I did think he'd land a better gig than FAU, though.


----------



## lampern (Dec 13, 2016)

Schnellenberger could not turn FAU into Miami.


----------



## elfiii (Dec 13, 2016)

Georgia Hard Hunter said:


> Yahoo Sports is reporting Lane Kiffen is headed to Florida Atlantic
> Talk about setting the bar low
> 
> http://sports.yahoo.com/news/report-florida-atlantic-to-hire-lane-kiffin-155950741.html



A move towards obscurity.


----------



## Gold Ranger (Dec 13, 2016)

lampern said:


> Schnellenberger could not turn FAU into Miami.

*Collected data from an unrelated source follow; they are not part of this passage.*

use dioxus::prelude::*;

#[derive(Debug, Clone, Copy, PartialEq, Default)]
pub enum AlertTone {
    #[default]
    Error,
    Info,
    Success,
}

impl AlertTone {
    fn class(&self) -> &'static str {
        match self {
            AlertTone::Error => "error",
            AlertTone::Info => "info",
            AlertTone::Success => "success",
        }
    }
}

/// Screen-level message banner with optional retry and dismiss affordances.
#[component]
pub fn Alert(
    message: String,
    #[props(default)] tone: AlertTone,
    #[props(default)] on_retry: Option<EventHandler<()>>,
    #[props(default)] on_dismiss: Option<EventHandler<()>>,
) -> Element {
    rsx! {
        document::Link { rel: "stylesheet", href: asset!("./style.css") }
        div { class: "alert", "data-tone": tone.class(), role: "alert",
            span { class: "alert-message", "{message}" }
            div { class: "alert-actions",
                if let Some(retry) = on_retry {
                    button {
                        class: "alert-action",
                        r#type: "button",
                        onclick: move |_| retry.call(()),
                        "Retry"
                    }
                }
                if let Some(dismiss) = on_dismiss {
                    button {
                        class: "alert-dismiss",
                        r#type: "button",
                        "aria-label": "Dismiss",
                        onclick: move |_| dismiss.call(()),
                        "\u{2715}"
                    }
                }
            }
        }
    }
}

No, but the powers that be turned Miami into FAU.


----------



## Matthew6 (Dec 13, 2016)

ouch


----------



## alphachief (Dec 14, 2016)

lampern said:


> Schnellenberger could not turn FAU into Miami.

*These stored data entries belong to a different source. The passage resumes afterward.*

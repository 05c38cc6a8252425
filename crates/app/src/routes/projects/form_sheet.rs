use std::collections::BTreeMap;

use crate::auth::{use_api, use_auth};
use crate::components::SheetMode;
use crate::format_helpers::format_status;
use dioxus::prelude::*;
use shared_types::{Project, ProjectForm, ProjectPriority, ProjectStatus, UserRecord};
use shared_ui::components::{
    Alert, Button, ButtonVariant, FormSelect, Input, Sheet, SheetContent, SheetFooter,
    SheetHeader, Textarea,
};

const CREATE_FALLBACK: &str = "Failed to create project. Please try again.";
const UPDATE_FALLBACK: &str = "Failed to update project. Please try again.";

const CANDIDATES_FALLBACK: &str = "Failed to load users";

/// Create or edit a project. Validation runs locally before any request.
#[component]
pub fn ProjectFormSheet(
    mode: SheetMode<Project>,
    on_close: EventHandler<()>,
    on_saved: EventHandler<()>,
) -> Element {
    let api = use_api();
    let mut auth = use_auth();
    let initial = match &mode {
        SheetMode::Create => ProjectForm::default(),
        SheetMode::Edit(project) => ProjectForm::from_project(project),
    };
    let mut form = use_signal(move || initial);
    let mut errors = use_signal(BTreeMap::<String, String>::new);
    let mut submit_error = use_signal(|| Option::<String>::None);
    let mut saving = use_signal(|| false);

    let api_for_users = api.clone();
    let candidates = use_resource(move || {
        let api = api_for_users.clone();
        async move {
            client::api::users::member_candidates(&api)
                .await
                .map_err(|e| auth.request_error(&e, CANDIDATES_FALLBACK))
        }
    });

    let (title, description, submit_label) = if mode.is_edit() {
        ("Edit Project", "Update project information", "Update Project")
    } else {
        (
            "Create New Project",
            "Fill in the details to create a new project",
            "Create Project",
        )
    };

    let target = mode.clone();
    let handle_submit = move |evt: FormEvent| {
        evt.prevent_default();
        if saving() {
            return;
        }
        let current = form.read().clone();
        if let Err(e) = current.check() {
            errors.set(e.field_errors);
            return;
        }
        errors.set(BTreeMap::new());
        submit_error.set(None);
        saving.set(true);

        let request = current.to_request();
        let target = target.clone();
        let api = api.clone();
        spawn(async move {
            let result = match &target {
                SheetMode::Create => client::api::projects::create_project(&api, &request)
                    .await
                    .map_err(|e| auth.request_error(&e, CREATE_FALLBACK)),
                SheetMode::Edit(project) => {
                    client::api::projects::update_project(&api, project.id(), &request)
                        .await
                        .map_err(|e| auth.request_error(&e, UPDATE_FALLBACK))
                }
            };
            saving.set(false);
            match result {
                Ok(()) => on_saved.call(()),
                Err(message) => submit_error.set(Some(message)),
            }
        });
    };

    let field_error = move |key: &str| errors.read().get(key).cloned();
    let values = form.read().clone();

    rsx! {
        Sheet { open: true, on_close: move |_| on_close.call(()),
            SheetHeader { title, description, on_close: move |_| on_close.call(()) }
            form { class: "sheet-form", onsubmit: handle_submit, novalidate: true,
                SheetContent {
                    if let Some(err) = submit_error() {
                        Alert { message: err }
                    }
                    Input {
                        label: "Project Name",
                        placeholder: "Enter project name",
                        value: values.name.clone(),
                        error: field_error("name"),
                        on_input: move |evt: FormEvent| form.write().name = evt.value(),
                    }
                    Textarea {
                        label: "Description",
                        placeholder: "Describe your project...",
                        value: values.description.clone(),
                        error: field_error("description"),
                        on_input: move |evt: FormEvent| form.write().description = evt.value(),
                    }
                    div { class: "form-row",
                        FormSelect {
                            label: "Status",
                            value: values.status.clone(),
                            error: field_error("status"),
                            onchange: move |evt: FormEvent| form.write().status = evt.value(),
                            option { value: "", "Select Status" }
                            for status in ProjectStatus::ALL {
                                option { value: status.as_str(), {format_status(status.as_str())} }
                            }
                        }
                        FormSelect {
                            label: "Priority",
                            value: values.priority.clone(),
                            error: field_error("priority"),
                            onchange: move |evt: FormEvent| form.write().priority = evt.value(),
                            option { value: "", "Select Priority" }
                            for priority in ProjectPriority::ALL {
                                option { value: priority.as_str(), {format_status(priority.as_str())} }
                            }
                        }
                    }
                    Input {
                        label: "Technologies",
                        placeholder: "React, Node.js, MongoDB...",
                        value: values.technologies.clone(),
                        on_input: move |evt: FormEvent| form.write().technologies = evt.value(),
                    }
                    Input {
                        label: "Budget",
                        input_type: "number",
                        placeholder: "Enter budget",
                        value: values.budget.clone(),
                        error: field_error("budget"),
                        on_input: move |evt: FormEvent| form.write().budget = evt.value(),
                    }
                    div { class: "form-row",
                        Input {
                            label: "Start Date",
                            input_type: "date",
                            value: values.start_date.clone(),
                            error: field_error("start_date"),
                            on_input: move |evt: FormEvent| form.write().start_date = evt.value(),
                        }
                        Input {
                            label: "End Date",
                            input_type: "date",
                            value: values.end_date.clone(),
                            error: field_error("end_date"),
                            on_input: move |evt: FormEvent| form.write().end_date = evt.value(),
                        }
                    }
                    fieldset { class: "member-picker",
                        legend { "Team Members" }
                        match &*candidates.read() {
                            Some(Ok(users)) => rsx! {
                                MemberChecklist {
                                    users: users.clone(),
                                    selected: values.team_members.clone(),
                                    on_toggle: move |user_id: String| {
                                        let mut draft = form.write();
                                        if let Some(pos) = draft.team_members.iter().position(|id| *id == user_id) {
                                            draft.team_members.remove(pos);
                                        } else {
                                            draft.team_members.push(user_id);
                                        }
                                    },
                                }
                            },
                            Some(Err(message)) => rsx! { p { class: "field-error", "{message}" } },
                            None => rsx! { p { class: "field-hint", "Loading users..." } },
                        }
                    }
                }
                SheetFooter {
                    Button {
                        variant: ButtonVariant::Outline,
                        onclick: move |_| on_close.call(()),
                        "Cancel"
                    }
                    Button {
                        button_type: "submit",
                        busy: saving(),
                        disabled: saving(),
                        if saving() {
                            if mode.is_edit() { "Updating project..." } else { "Creating project..." }
                        } else {
                            "{submit_label}"
                        }
                    }
                }
            }
        }
    }
}

#[component]
fn MemberChecklist(
    users: Vec<UserRecord>,
    selected: Vec<String>,
    on_toggle: EventHandler<String>,
) -> Element {
    if users.is_empty() {
        return rsx! {
            p { class: "field-hint", "No users available." }
        };
    }

    rsx! {
        div { class: "member-checklist",
            for user in users {
                label { key: "{user.id()}", class: "member-option",
                    input {
                        r#type: "checkbox",
                        checked: selected.iter().any(|s| s == user.id()),
                        onchange: {
                            let id = user.id().to_string();
                            move |_| on_toggle.call(id.clone())
                        },
                    }
                    span { class: "member-option-name", "{user.name}" }
                    span { class: "member-option-email", "{user.email}" }
                }
            }
        }
    }
}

That was when Miami was Miami...


----------



## Georgia Hard Hunter (Dec 14, 2016)

alphachief said:


> A good move for him.  He's a great recruiter and will bring enough talent into that program to step up to a big time job within the next few years.



What the heck are you talking about he'll have to recruit against Jim McElwain, Jimbo Fisher, Mark Richt, at the big schools and Butch Davis, Scott Frost at the schools more on FAU's level Kiffen will only get the scraps and coupled with his less than stellar reputation he will fall on his face very quickly as far as in state talent goes and FAU isnt exactly a destination the out of state talent are looking forward to get recruited by. Its also a $600,000 a year pay cut which doesnt affect recruiting but sounds to me like Kiffen was desperate


----------



## AccUbonD (Dec 14, 2016)

Lane Kiffin a great recruiter???? that's a new one on me. His 2009 recruiting class as a head coach 5 or less graduated if I remember correctly. recruiter?????


----------



## Silver Britches (Dec 14, 2016)

Playboy went there because the women are MUCH hotter in Florida than in Alabama. He got tired of looking at all the women walking around in Bama t-shirts with curlers in their hair. Why y'all think he bailed out of Tennessee? EEEEEEEEEXXXXAAAAACCCTTLY!


----------



## rhbama3 (Dec 14, 2016)

It was time for him to go. Not because he was asked to leave but because he was successful enough after several years with Saban to regain some street cred.
After the dumpster fires he left at Tennessee and USCw, FAU was a good move. The bar will be set pretty low. FAU is 3-9 their last 3 seasons so a couple of decent( by C-USA standards) years there and he'll move into the bigs again.


----------



## Silver Britches (Dec 14, 2016)

rhbama3 said:


> It was time for him to go. Not because he was asked to leave but because he was successful enough after several years with Saban to regain some street cred.
> After the dumpster fires he left at Tennessee and USCw, FAU was a good move. The bar will be set pretty low. FAU is 3-9 their last 3 seasons so a couple of decent( by C-USA standards) years there and he'll move into the bigs again.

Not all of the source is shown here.